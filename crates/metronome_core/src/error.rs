//! # Runtime Error Types
//!
//! Every condition the runtime reports. All of them are programmer errors
//! raised synchronously at the call site that broke the contract; none are
//! retried and none are swallowed.

use thiserror::Error;

use crate::access::Operation;
use crate::stage::{Stage, StageSet};
use crate::state::HookKind;

/// Which registry a name or type was looked up in.
#[derive(Clone, Copy, Debug, PartialEq, Eq, Hash)]
pub enum RegistryKind {
    /// Named application state.
    State,
    /// Type-keyed resource.
    Resource,
    /// Named system within one phase.
    System,
}

impl std::fmt::Display for RegistryKind {
    fn fmt(&self, f: &mut std::fmt::Formatter<'_>) -> std::fmt::Result {
        f.write_str(match self {
            Self::State => "state",
            Self::Resource => "resource",
            Self::System => "system",
        })
    }
}

/// Errors that can occur in the runtime core.
#[derive(Error, Debug, Clone, PartialEq, Eq)]
pub enum RuntimeError {
    /// An operation was invoked outside its legal phase set.
    #[error("{operation} is not allowed during {stage} (allowed: {allowed})")]
    AccessViolation {
        /// The guarded operation.
        operation: Operation,
        /// Phase current at the time of the call.
        stage: Stage,
        /// Phases in which the operation is legal.
        allowed: StageSet,
    },

    /// A state or system name was registered twice.
    #[error("{kind} '{name}' is already registered")]
    DuplicateName {
        /// Registry the name belongs to.
        kind: RegistryKind,
        /// The duplicated name.
        name: String,
    },

    /// A hook of the same kind is already bound to the state.
    #[error("state '{state}' already has an {hook} hook")]
    DuplicateBinding {
        /// State the hook was bound to.
        state: String,
        /// Enter or exit.
        hook: HookKind,
    },

    /// Reference to an unregistered state, resource or system.
    #[error("{kind} '{name}' not found")]
    NotFound {
        /// Registry that was searched.
        kind: RegistryKind,
        /// The missing name (type name for resources).
        name: String,
    },

    /// A transition was requested to the state that is already current.
    #[error("state '{0}' is already current")]
    AlreadyCurrent(String),

    /// A resource of this type is already registered.
    #[error("resource '{0}' already exists")]
    AlreadyExists(&'static str),

    /// Attempted to remove a resource registered as permanent.
    #[error("resource '{0}' is permanent and cannot be removed")]
    PermanentResource(&'static str),

    /// A system was registered against a phase that does not run systems.
    #[error("systems cannot be scheduled in {0}")]
    PhaseNotSchedulable(Stage),

    /// Textual entity id failed to parse.
    #[error("malformed entity id '{input}': {reason}")]
    MalformedIdentifier {
        /// The rejected text.
        input: String,
        /// Why it was rejected.
        reason: &'static str,
    },

    /// The operating system random source failed.
    #[error("entropy source unavailable: {0}")]
    EntropyUnavailable(String),

    /// Invalid configuration file or value.
    #[error("invalid configuration: {0}")]
    InvalidConfig(String),

    /// Raised by user callbacks to abort the frame.
    #[error("callback failed: {0}")]
    CallbackFailed(String),

    /// A system returned an error while running.
    #[error("system '{system}' failed during {stage}")]
    SystemFailed {
        /// Name the system was registered under.
        system: String,
        /// Phase the system was running in.
        stage: Stage,
        /// The error the system returned.
        #[source]
        source: Box<RuntimeError>,
    },

    /// A state enter or exit hook returned an error.
    #[error("{hook} hook of state '{state}' failed")]
    StateHookFailed {
        /// State whose hook failed.
        state: String,
        /// Enter or exit.
        hook: HookKind,
        /// The error the hook returned.
        #[source]
        source: Box<RuntimeError>,
    },
}

impl RuntimeError {
    /// Shorthand for [`RuntimeError::NotFound`].
    pub(crate) fn not_found(kind: RegistryKind, name: impl Into<String>) -> Self {
        Self::NotFound {
            kind,
            name: name.into(),
        }
    }

    /// Shorthand for [`RuntimeError::DuplicateName`].
    pub(crate) fn duplicate(kind: RegistryKind, name: impl Into<String>) -> Self {
        Self::DuplicateName {
            kind,
            name: name.into(),
        }
    }
}

/// Result type for runtime operations.
pub type RuntimeResult<T> = Result<T, RuntimeError>;
//! # Stage Access Guard
//!
//! Every phase-sensitive operation is listed in [`Operation`], and
//! [`Operation::allowed_stages`] is the one table that says when it is legal.
//! Components call [`AccessGuard::enforce`] before taking effect.
//!
//! The check is compiled in with the `stage-checks` feature (on by default).
//! Without it, [`enforce`] is a no-op that always succeeds.

use std::fmt;

use crate::error::{RuntimeError, RuntimeResult};
use crate::stage::{Stage, StageReader, StageSet};

/// A guarded runtime operation.
#[derive(Clone, Copy, Debug, PartialEq, Eq, Hash)]
pub enum Operation {
    /// `EntityAllocator::spawn`.
    SpawnEntity,
    /// `StateMachine::register`.
    RegisterState,
    /// `StateMachine::bind_enter` / `bind_exit`.
    BindStateHook,
    /// `StateMachine::request`.
    RequestState,
    /// `World::apply_state_change`.
    CommitState,
    /// `StateMachine::is_in`.
    QueryState,
    /// `ResourceRegistry::add`.
    AddResource,
    /// `ResourceRegistry::try_get`.
    GetResource,
    /// `ResourceRegistry::try_get_mut`.
    GetResourceMut,
    /// `ResourceRegistry::remove`.
    RemoveResource,
    /// `SystemTable::register`.
    RegisterSystem,
    /// `SystemTable::run`.
    RunSystems,
}

impl Operation {
    /// Every guarded operation.
    pub const ALL: [Operation; 12] = [
        Self::SpawnEntity,
        Self::RegisterState,
        Self::BindStateHook,
        Self::RequestState,
        Self::CommitState,
        Self::QueryState,
        Self::AddResource,
        Self::GetResource,
        Self::GetResourceMut,
        Self::RemoveResource,
        Self::RegisterSystem,
        Self::RunSystems,
    ];

    /// The stages in which this operation may be invoked.
    #[must_use]
    pub const fn allowed_stages(self) -> StageSet {
        use Stage::{Booting, Configuring, Core, FixedStep, Rendering, Variable};

        match self {
            Self::SpawnEntity => StageSet::of(&[Booting, Core, FixedStep, Variable, Rendering]),
            Self::RegisterState | Self::BindStateHook | Self::RegisterSystem => {
                StageSet::only(Configuring)
            }
            Self::RequestState => StageSet::of(&[Booting, Variable]),
            Self::CommitState | Self::RunSystems => StageSet::only(Core),
            Self::QueryState | Self::GetResource => {
                StageSet::of(&[FixedStep, Variable, Rendering])
            }
            Self::AddResource => StageSet::of(&[Booting, FixedStep, Variable]),
            Self::GetResourceMut | Self::RemoveResource => StageSet::of(&[FixedStep, Variable]),
        }
    }

    /// Name used in diagnostics.
    #[must_use]
    pub const fn name(self) -> &'static str {
        match self {
            Self::SpawnEntity => "spawn",
            Self::RegisterState => "register_state",
            Self::BindStateHook => "bind_state_hook",
            Self::RequestState => "request_state",
            Self::CommitState => "commit_state",
            Self::QueryState => "is_in",
            Self::AddResource => "add_resource",
            Self::GetResource => "try_get_resource",
            Self::GetResourceMut => "try_get_resource_mut",
            Self::RemoveResource => "remove_resource",
            Self::RegisterSystem => "register_system",
            Self::RunSystems => "run_systems",
        }
    }
}

impl fmt::Display for Operation {
    fn fmt(&self, f: &mut fmt::Formatter<'_>) -> fmt::Result {
        f.write_str(self.name())
    }
}

/// Fails with [`RuntimeError::AccessViolation`] unless `current` is in `allowed`.
///
/// # Errors
///
/// Returns `AccessViolation` when the stage is outside the allowed set.
#[cfg(feature = "stage-checks")]
#[inline]
pub fn enforce(current: Stage, allowed: StageSet, operation: Operation) -> RuntimeResult<()> {
    if allowed.contains(current) {
        return Ok(());
    }
    tracing::error!(
        "access violation: {} called during {} (allowed: {})",
        operation,
        current,
        allowed
    );
    Err(RuntimeError::AccessViolation {
        operation,
        stage: current,
        allowed,
    })
}

/// Stage checks are compiled out; always succeeds.
///
/// # Errors
///
/// Never.
#[cfg(not(feature = "stage-checks"))]
#[inline(always)]
pub fn enforce(_current: Stage, _allowed: StageSet, _operation: Operation) -> RuntimeResult<()> {
    Ok(())
}

/// Checks operations against the current stage of one registry.
#[derive(Clone, Debug)]
pub struct AccessGuard {
    stages: StageReader,
}

impl AccessGuard {
    /// Creates a guard observing `stages`.
    #[must_use]
    pub fn new(stages: StageReader) -> Self {
        Self { stages }
    }

    /// Fails unless `operation` is legal in the current stage.
    ///
    /// # Errors
    ///
    /// Returns `AccessViolation` when called outside the operation's stages.
    #[inline]
    pub fn enforce(&self, operation: Operation) -> RuntimeResult<()> {
        enforce(self.stages.current(), operation.allowed_stages(), operation)
    }

    /// Returns the current stage.
    #[inline]
    #[must_use]
    pub fn stage(&self) -> Stage {
        self.stages.current()
    }

    /// Returns the underlying stage reader.
    #[must_use]
    pub fn stages(&self) -> &StageReader {
        &self.stages
    }
}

□ □ □

Would you copy out exactly the lines above that start at the one containing "cannot be scheduled" and end at the one containing "(on by default).", inclusive?

    #[error("systems cannot be scheduled in {0}")]
    PhaseNotSchedulable(Stage),

    /// Textual entity id failed to parse.
    #[error("malformed entity id '{input}': {reason}")]
    MalformedIdentifier {
        /// The rejected text.
        input: String,
        /// Why it was rejected.
        reason: &'static str,
    },

    /// The operating system random source failed.
    #[error("entropy source unavailable: {0}")]
    EntropyUnavailable(String),

    /// Invalid configuration file or value.
    #[error("invalid configuration: {0}")]
    InvalidConfig(String),

    /// Raised by user callbacks to abort the frame.
    #[error("callback failed: {0}")]
    CallbackFailed(String),

    /// A system returned an error while running.
    #[error("system '{system}' failed during {stage}")]
    SystemFailed {
        /// Name the system was registered under.
        system: String,
        /// Phase the system was running in.
        stage: Stage,
        /// The error the system returned.
        #[source]
        source: Box<RuntimeError>,
    },

    /// A state enter or exit hook returned an error.
    #[error("{hook} hook of state '{state}' failed")]
    StateHookFailed {
        /// State whose hook failed.
        state: String,
        /// Enter or exit.
        hook: HookKind,
        /// The error the hook returned.
        #[source]
        source: Box<RuntimeError>,
    },
}

impl RuntimeError {
    /// Shorthand for [`RuntimeError::NotFound`].
    pub(crate) fn not_found(kind: RegistryKind, name: impl Into<String>) -> Self {
        Self::NotFound {
            kind,
            name: name.into(),
        }
    }

    /// Shorthand for [`RuntimeError::DuplicateName`].
    pub(crate) fn duplicate(kind: RegistryKind, name: impl Into<String>) -> Self {
        Self::DuplicateName {
            kind,
            name: name.into(),
        }
    }
}

/// Result type for runtime operations.
pub type RuntimeResult<T> = Result<T, RuntimeError>;
//! # Stage Access Guard
//!
//! Every phase-sensitive operation is listed in [`Operation`], and
//! [`Operation::allowed_stages`] is the one table that says when it is legal.
//! Components call [`AccessGuard::enforce`] before taking effect.
//!
//! The check is compiled in with the `stage-checks` feature (on by default).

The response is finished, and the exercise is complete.